Work order: The response should be the lines of the data, starting at the first and ending at the one that contains "pub const ZERO_WIDTH_SPACE: &str", copied without change.

Input data:
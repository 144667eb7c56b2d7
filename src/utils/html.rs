//! HTML fragments shared by the handlers

pub const NBSP: &str = "&#160;";
pub const BR: &str = "<br />";
pub const PARAGRAPH_BREAK: &str = "<p />";
pub const SPACE: &str = " ";
pub const ZERO_WIDTH_SPACE: &str = "&#x200b;";
pub const LEFT_DOUBLE_QUOTE: &str = "\u{201c}";
pub const EM_DASH: &str = "&#8212;";
pub const ELLIPSIS: &str = "\u{2026}";

/// Escape text content for HTML. Quotes are left alone since text never
/// lands inside an attribute.
pub fn escape_text(text: &str) -> std::borrow::Cow<'_, str> {
    quick_xml::escape::partial_escape(text)
}

/// Escape a value written inside a single-quoted attribute
pub fn escape_attribute(value: &str) -> String {
    value
        .replace('&', "&amp;")
        .replace('\'', "&#39;")
        .replace('<', "&lt;")
        .replace('>', "&gt;")
}

/// `&#160;` repeated `count` times
pub fn nbsp(count: usize) -> String {
    NBSP.repeat(count)
}

/// True when the text contains nothing but whitespace and the given characters
pub fn consists_only_of(text: &str, chars: &str) -> bool {
    text.chars().all(|c| c.is_whitespace() || chars.contains(c))
}
//! Book table for the default resolver (KJV versification)

/// OSIS id, English name, chapter count
#[derive(Debug)]
pub struct BookInfo {
    pub osis_id: &'static str,
    pub name: &'static str,
    pub chapters: u32,
}

macro_rules! book {
    ($id:expr, $name:expr, $chapters:expr) => {
        BookInfo {
            osis_id: $id,
            name: $name,
            chapters: $chapters,
        }
    };
}

pub static BOOKS: &[BookInfo] = &[
    book!("Gen", "Genesis", 50),
    book!("Exod", "Exodus", 40),
    book!("Lev", "Leviticus", 27),
    book!("Num", "Numbers", 36),
    book!("Deut", "Deuteronomy", 34),
    book!("Josh", "Joshua", 24),
    book!("Judg", "Judges", 21),
    book!("Ruth", "Ruth", 4),
    book!("1Sam", "1 Samuel", 31),
    book!("2Sam", "2 Samuel", 24),
    book!("1Kgs", "1 Kings", 22),
    book!("2Kgs", "2 Kings", 25),
    book!("1Chr", "1 Chronicles", 29),
    book!("2Chr", "2 Chronicles", 36),
    book!("Ezra", "Ezra", 10),
    book!("Neh", "Nehemiah", 13),
    book!("Esth", "Esther", 10),
    book!("Job", "Job", 42),
    book!("Ps", "Psalms", 150),
    book!("Prov", "Proverbs", 31),
    book!("Eccl", "Ecclesiastes", 12),
    book!("Song", "Song of Solomon", 8),
    book!("Isa", "Isaiah", 66),
    book!("Jer", "Jeremiah", 52),
    book!("Lam", "Lamentations", 5),
    book!("Ezek", "Ezekiel", 48),
    book!("Dan", "Daniel", 12),
    book!("Hos", "Hosea", 14),
    book!("Joel", "Joel", 3),
    book!("Amos", "Amos", 9),
    book!("Obad", "Obadiah", 1),
    book!("Jonah", "Jonah", 4),
    book!("Mic", "Micah", 7),
    book!("Nah", "Nahum", 3),
    book!("Hab", "Habakkuk", 3),
    book!("Zeph", "Zephaniah", 3),
    book!("Hag", "Haggai", 2),
    book!("Zech", "Zechariah", 14),
    book!("Mal", "Malachi", 4),
    book!("Matt", "Matthew", 28),
    book!("Mark", "Mark", 16),
    book!("Luke", "Luke", 24),
    book!("John", "John", 21),
    book!("Acts", "Acts", 28),
    book!("Rom", "Romans", 16),
    book!("1Cor", "1 Corinthians", 16),
    book!("2Cor", "2 Corinthians", 13),
    book!("Gal", "Galatians", 6),
    book!("Eph", "Ephesians", 6),
    book!("Phil", "Philippians", 4),
    book!("Col", "Colossians", 4),
    book!("1Thess", "1 Thessalonians", 5),
    book!("2Thess", "2 Thessalonians", 3),
    book!("1Tim", "1 Timothy", 6),
    book!("2Tim", "2 Timothy", 4),
    book!("Titus", "Titus", 3),
    book!("Phlm", "Philemon", 1),
    book!("Heb", "Hebrews", 13),
    book!("Jas", "James", 5),
    book!("1Pet", "1 Peter", 5),
    book!("2Pet", "2 Peter", 3),
    book!("1John", "1 John", 5),
    book!("2John", "2 John", 1),
    book!("3John", "3 John", 1),
    book!("Jude", "Jude", 1),
    book!("Rev", "Revelation", 22),
];

/// Look a book up by OSIS id or English name, ignoring case
pub fn find_book(name: &str) -> Option<&'static BookInfo> {
    BOOKS
        .iter()
        .find(|b| b.osis_id.eq_ignore_ascii_case(name) || b.name.eq_ignore_ascii_case(name))
}
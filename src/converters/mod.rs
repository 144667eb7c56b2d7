//! Format converters
//!
//! This module contains the conversions from OSIS to the formats the reader
//! displays, indexes and speaks.

pub mod errors;
pub mod osis_to_html;
pub mod osis_to_speak;
pub mod osis_to_text;

// Re-export for convenience
pub use errors::{ConversionError, ParseError, Result};
pub use osis_to_html::{convert_osis_to_html, convert_osis_to_html_with_pool, HtmlConversion, OsisToHtml};
pub use osis_to_speak::{convert_to_speak_commands, convert_to_speak_commands_with_pool, OsisToBibleSpeak};
pub use osis_to_text::{
    convert_to_canonical_text,
    convert_to_canonical_text_with_pool,
    convert_to_copy_text,
    convert_to_copy_text_with_pool,
    OsisToCanonicalText,
    OsisToCopyText,
};
//! OSIS conversion WASM module
//!
//! Converts OSIS scripture markup into the HTML fragments a Bible reader
//! displays, the plain text it indexes, and the commands it speaks.
//! It is usable natively as a library and from JavaScript through `api`.

pub mod models;
pub mod parse;
pub mod references;
pub mod converters;
pub mod utils;
pub mod api;

// Re-export commonly used types
pub use converters::{
    convert_osis_to_html,
    convert_to_canonical_text,
    convert_to_copy_text,
    convert_to_speak_commands,
    ConversionError,
    HtmlConversion,
};
pub use models::*;
pub use parse::ParserPool;
pub use references::{OsisReferenceResolver, ReferenceResolver, ResolvedPassage};

use wasm_bindgen::prelude::*;

// This is like the `main` function, but for WASM modules.
#[wasm_bindgen(start)]
pub fn main() {
    #[cfg(feature = "console_error_panic_hook")]
    console_error_panic_hook::set_once();

    #[cfg(feature = "console_log")]
    {
        if let Err(e) = console_log::init_with_level(log::Level::Debug) {
            wasm_warn!("Logger already initialized: {}", e);
        }
    }

    log::info!("OSIS conversion WASM module initialized");
}
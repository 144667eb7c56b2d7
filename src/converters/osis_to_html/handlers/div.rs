//! Divisions: paragraphs and pre-verse sections
//!
//! A division comes either as a container (`<div type="paragraph">...</div>`)
//! or as a pair of empty milestones sharing an id (`<div sID="p1"/>` ...
//! `<div eID="p1"/>`). Both shapes give the same output. Milestone pairs are
//! correlated through the [`MilestoneRegistry`](crate::converters::osis_to_html::milestones::MilestoneRegistry).

use crate::converters::osis_to_html::context::RenderContext;
use crate::converters::osis_to_html::milestones::PendingSpan;
use crate::converters::osis_to_html::tags::TagHandler;
use crate::parse::osis;
use crate::parse::Attributes;

const PARAGRAPH_TYPES: &[&str] = &[osis::DIV_TYPE_PARAGRAPH, osis::DIV_TYPE_PARAGRAPH_LEGACY];

#[derive(Debug, Clone, Copy, PartialEq, Eq)]
enum DivAction {
    Paragraph { text_mark: u64 },
    PreVerse { inserting: bool },
    Ignore,
}

#[derive(Debug, Default)]
pub struct DivHandler {
    actions: Vec<DivAction>,
}

impl DivHandler {
    pub fn new() -> Self {
        Self::default()
    }

    /// Start routing pre-verse content before the verse marker, if no verse
    /// text has been written yet
    fn begin_pre_verse(cx: &mut RenderContext<'_>) -> bool {
        if cx.verse.is_text_since_verse {
            return false;
        }
        let position = cx.verse.position_to_insert_before_verse;
        cx.writer.begin_insert_at(position);
        true
    }

    fn close_span(span: PendingSpan, cx: &mut RenderContext<'_>) {
        match span {
            PendingSpan::Paragraph { text_mark } => {
                if cx.passage.has_text_since(text_mark) {
                    cx.write_paragraph_break();
                }
            }
            PendingSpan::PreVerse { inserting } => {
                if inserting {
                    cx.writer.finish_inserting();
                }
            }
        }
    }

    /// Close milestones whose end never arrived, as if they ended here
    pub fn flush_unterminated(cx: &mut RenderContext<'_>) {
        for (id, span) in cx.milestones.drain() {
            log::warn!("Closing unterminated milestone {} at end of document", id);
            Self::close_span(span, cx);
        }
    }
}

impl TagHandler for DivHandler {
    fn tag_name(&self) -> &'static str {
        osis::DIV
    }

    fn start(&mut self, attrs: &Attributes, cx: &mut RenderContext<'_>) {
        let div_type = attrs.get(osis::ATTR_TYPE).unwrap_or_default();
        let is_pre_verse = attrs.contains_ignore_case(osis::ATTR_SUBTYPE, osis::SUBTYPE_PREVERSE)
            || attrs.contains_ignore_case("subtype", osis::SUBTYPE_PREVERSE);
        let is_paragraph = PARAGRAPH_TYPES.contains(&div_type);
        let start_id = attrs.non_empty(osis::ATTR_SID);
        let end_id = attrs.non_empty(osis::ATTR_EID);

        let action = if !is_pre_verse && !is_paragraph {
            DivAction::Ignore
        } else if let Some(id) = start_id {
            let span = if is_pre_verse {
                PendingSpan::PreVerse {
                    inserting: Self::begin_pre_verse(cx),
                }
            } else {
                PendingSpan::Paragraph {
                    text_mark: cx.passage.text_mark(),
                }
            };
            cx.milestones.open(id, span);
            DivAction::Ignore
        } else if let Some(id) = end_id {
            if let Some(span) = cx.milestones.close(id) {
                Self::close_span(span, cx);
            }
            DivAction::Ignore
        } else if is_pre_verse {
            DivAction::PreVerse {
                inserting: Self::begin_pre_verse(cx),
            }
        } else {
            DivAction::Paragraph {
                text_mark: cx.passage.text_mark(),
            }
        };

        self.actions.push(action);
    }

    fn end(&mut self, cx: &mut RenderContext<'_>) {
        match self.actions.pop() {
            Some(DivAction::Paragraph { text_mark }) => {
                Self::close_span(PendingSpan::Paragraph { text_mark }, cx)
            }
            Some(DivAction::PreVerse { inserting }) => {
                Self::close_span(PendingSpan::PreVerse { inserting }, cx)
            }
            Some(DivAction::Ignore) | None => {}
        }
    }
}

#[cfg(test)]
mod tests {
    use super::*;
    use crate::models::OsisToHtmlParameters;
    use crate::references::OsisReferenceResolver;

    fn paragraph_start(id: &str, div_type: &str) -> Attributes {
        Attributes::new().with("type", div_type).with("sID", id)
    }

    fn paragraph_end(id: &str, div_type: &str) -> Attributes {
        Attributes::new().with("type", div_type).with("eID", id)
    }

    #[test]
    fn test_paragraph_milestone_pair() {
        for div_type in ["paragraph", "x-p"] {
            let params = OsisToHtmlParameters::default();
            let mut cx = RenderContext::new(&params, &OsisReferenceResolver);
            let mut handler = DivHandler::new();

            handler.start(&paragraph_start("p1", div_type), &mut cx);
            handler.end(&mut cx);
            cx.write_text("Some text");
            handler.start(&paragraph_end("p1", div_type), &mut cx);
            handler.end(&mut cx);

            assert_eq!(cx.writer.html(), "Some text<p />", "type {}", div_type);
        }
    }

    #[test]
    fn test_paragraph_container() {
        let params = OsisToHtmlParameters::default();
        let mut cx = RenderContext::new(&params, &OsisReferenceResolver);
        let mut handler = DivHandler::new();

        handler.start(&Attributes::new().with("type", "paragraph"), &mut cx);
        cx.write_text("Some text");
        handler.end(&mut cx);

        assert_eq!(cx.writer.html(), "Some text<p />");
    }

    #[test]
    fn test_empty_paragraph_writes_nothing() {
        let params = OsisToHtmlParameters::default();
        let mut cx = RenderContext::new(&params, &OsisReferenceResolver);
        let mut handler = DivHandler::new();

        cx.write_text("Earlier text");
        handler.start(&paragraph_start("p1", "paragraph"), &mut cx);
        handler.end(&mut cx);
        handler.start(&paragraph_end("p1", "paragraph"), &mut cx);
        handler.end(&mut cx);

        assert_eq!(cx.writer.html(), "Earlier text");
    }

    #[test]
    fn test_repeated_end_does_not_write_twice() {
        let params = OsisToHtmlParameters::default();
        let mut cx = RenderContext::new(&params, &OsisReferenceResolver);
        let mut handler = DivHandler::new();

        handler.start(&paragraph_start("p1", "paragraph"), &mut cx);
        handler.end(&mut cx);
        cx.write_text("Some text");
        for _ in 0..2 {
            handler.start(&paragraph_end("p1", "paragraph"), &mut cx);
            handler.end(&mut cx);
        }

        assert_eq!(cx.writer.html(), "Some text<p />");
    }

    #[test]
    fn test_dangling_end_is_ignored() {
        let params = OsisToHtmlParameters::default();
        let mut cx = RenderContext::new(&params, &OsisReferenceResolver);
        let mut handler = DivHandler::new();

        cx.write_text("Some text");
        handler.start(&paragraph_end("nope", "paragraph"), &mut cx);
        handler.end(&mut cx);

        assert_eq!(cx.writer.html(), "Some text");
    }

    #[test]
    fn test_pre_verse_content_goes_before_verse_marker() {
        let params = OsisToHtmlParameters::default();
        let mut cx = RenderContext::new(&params, &OsisReferenceResolver);
        let mut handler = DivHandler::new();

        cx.writer.write("v1");
        cx.verse.position_to_insert_before_verse = 0;

        handler.start(
            &Attributes::new().with("type", "x-milestone").with("subType", "x-preverse").with("sID", "pv1"),
            &mut cx,
        );
        handler.end(&mut cx);
        cx.write_text("Preverse text");
        handler.start(
            &Attributes::new().with("type", "x-milestone").with("subType", "x-preverse").with("eID", "pv1"),
            &mut cx,
        );
        handler.end(&mut cx);
        cx.write_text("Verse content");

        assert_eq!(cx.writer.html(), "Preverse textv1Verse content");
    }

    #[test]
    fn test_unterminated_pre_verse_is_released() {
        let params = OsisToHtmlParameters::default();
        let mut cx = RenderContext::new(&params, &OsisReferenceResolver);
        let mut handler = DivHandler::new();

        cx.writer.write("v1");
        handler.start(
            &Attributes::new().with("subType", "x-preverse").with("sID", "pv1"),
            &mut cx,
        );
        handler.end(&mut cx);
        cx.writer.abort_any_unterminated_insertion();
        cx.write_text("Verse content");

        assert_eq!(cx.writer.html(), "v1Verse content");
    }

    #[test]
    fn test_flush_closes_open_paragraphs() {
        let params = OsisToHtmlParameters::default();
        let mut cx = RenderContext::new(&params, &OsisReferenceResolver);
        let mut handler = DivHandler::new();

        handler.start(&paragraph_start("p1", "paragraph"), &mut cx);
        handler.end(&mut cx);
        cx.write_text("Unclosed");
        DivHandler::flush_unterminated(&mut cx);

        assert_eq!(cx.writer.html(), "Unclosed<p />");
        assert!(cx.milestones.is_empty());
    }
}
//! Ordered list of speak commands that merges as it grows

use once_cell::sync::Lazy;
use regex::Regex;

use crate::models::{SpeakCommand, TextKind};

/// Longest text a single command may carry; speech engines refuse more
pub const MAX_SPEECH_INPUT_LENGTH: usize = 4000;

/// Text that continues the previous sentence without a space, e.g. `, and` or `'s`
static STARTS_WITH_DELIMITER: Lazy<Regex> =
    Lazy::new(|| Regex::new(r#"^(?:[,.?!"':;()]+|'s)(?: .*)?$"#).expect("static regex is valid"));

#[derive(Debug, Clone, Default, PartialEq, Eq)]
pub struct SpeakCommandList {
    commands: Vec<SpeakCommand>,
}

impl SpeakCommandList {
    pub fn new() -> Self {
        Self::default()
    }

    /// Append a command.
    ///
    /// Text has its whitespace collapsed and is merged into a preceding text
    /// command of the same kind. Empty text and repeated silences are dropped.
    pub fn push(&mut self, command: SpeakCommand) {
        match command {
            SpeakCommand::Text { text, kind } => self.push_text(&text, kind),
            SpeakCommand::Silence if self.commands.last() == Some(&SpeakCommand::Silence) => {}
            command => self.commands.push(command),
        }
    }

    fn push_text(&mut self, text: &str, kind: TextKind) {
        let text = text.split_whitespace().collect::<Vec<_>>().join(" ");
        if text.is_empty() {
            return;
        }

        if let Some(SpeakCommand::Text {
            text: previous,
            kind: previous_kind,
        }) = self.commands.last_mut()
        {
            if *previous_kind == kind {
                let separator = if STARTS_WITH_DELIMITER.is_match(&text) { "" } else { " " };
                let merged_len = previous.chars().count() + separator.len() + text.chars().count();
                if merged_len <= MAX_SPEECH_INPUT_LENGTH {
                    previous.push_str(separator);
                    previous.push_str(&text);
                    return;
                }
            }
        }
        self.commands.push(SpeakCommand::Text { text, kind });
    }

    pub fn len(&self) -> usize {
        self.commands.len()
    }

    pub fn is_empty(&self) -> bool {
        self.commands.is_empty()
    }

    pub fn as_slice(&self) -> &[SpeakCommand] {
        &self.commands
    }

    pub fn into_vec(self) -> Vec<SpeakCommand> {
        self.commands
    }
}
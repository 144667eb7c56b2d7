//! Error types for OSIS conversion
//!
//! Only conditions that stop a conversion are errors. Malformed milestones,
//! unsupported tags and unresolvable references are recovered from inside the
//! handlers and logged instead.

use thiserror::Error;

/// Top-level conversion error type
#[derive(Debug, Clone, Error)]
pub enum ConversionError {
    /// Fatal XML parsing error
    #[error("OSIS parsing failed: {0}")]
    Parse(#[from] ParseError),

    /// A streaming parser could not be obtained for this conversion
    #[error("Parser unavailable: {0}")]
    ParserUnavailable(String),

    /// Internal conversion error (should be rare, indicates a bug)
    #[error("Internal conversion error: {0}")]
    Internal(String),
}

/// Fatal XML parsing errors
#[derive(Debug, Clone, Error)]
pub enum ParseError {
    /// Markup the reader cannot continue past
    #[error("Invalid XML at position {position}: {message}")]
    InvalidXml { position: usize, message: String },

    /// Element or attribute names that are not UTF-8
    #[error("Invalid encoding: {0}")]
    InvalidEncoding(String),
}

pub type Result<T> = std::result::Result<T, ConversionError>;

Reply to the task:
repository 144667eb7c56b2d7
filename src/utils/html.rs
//! HTML fragments shared by the handlers

pub const NBSP: &str = "&#160;";
pub const BR: &str = "<br />";
pub const PARAGRAPH_BREAK: &str = "<p />";
pub const SPACE: &str = " ";
pub const ZERO_WIDTH_SPACE: &str = "&#x200b;";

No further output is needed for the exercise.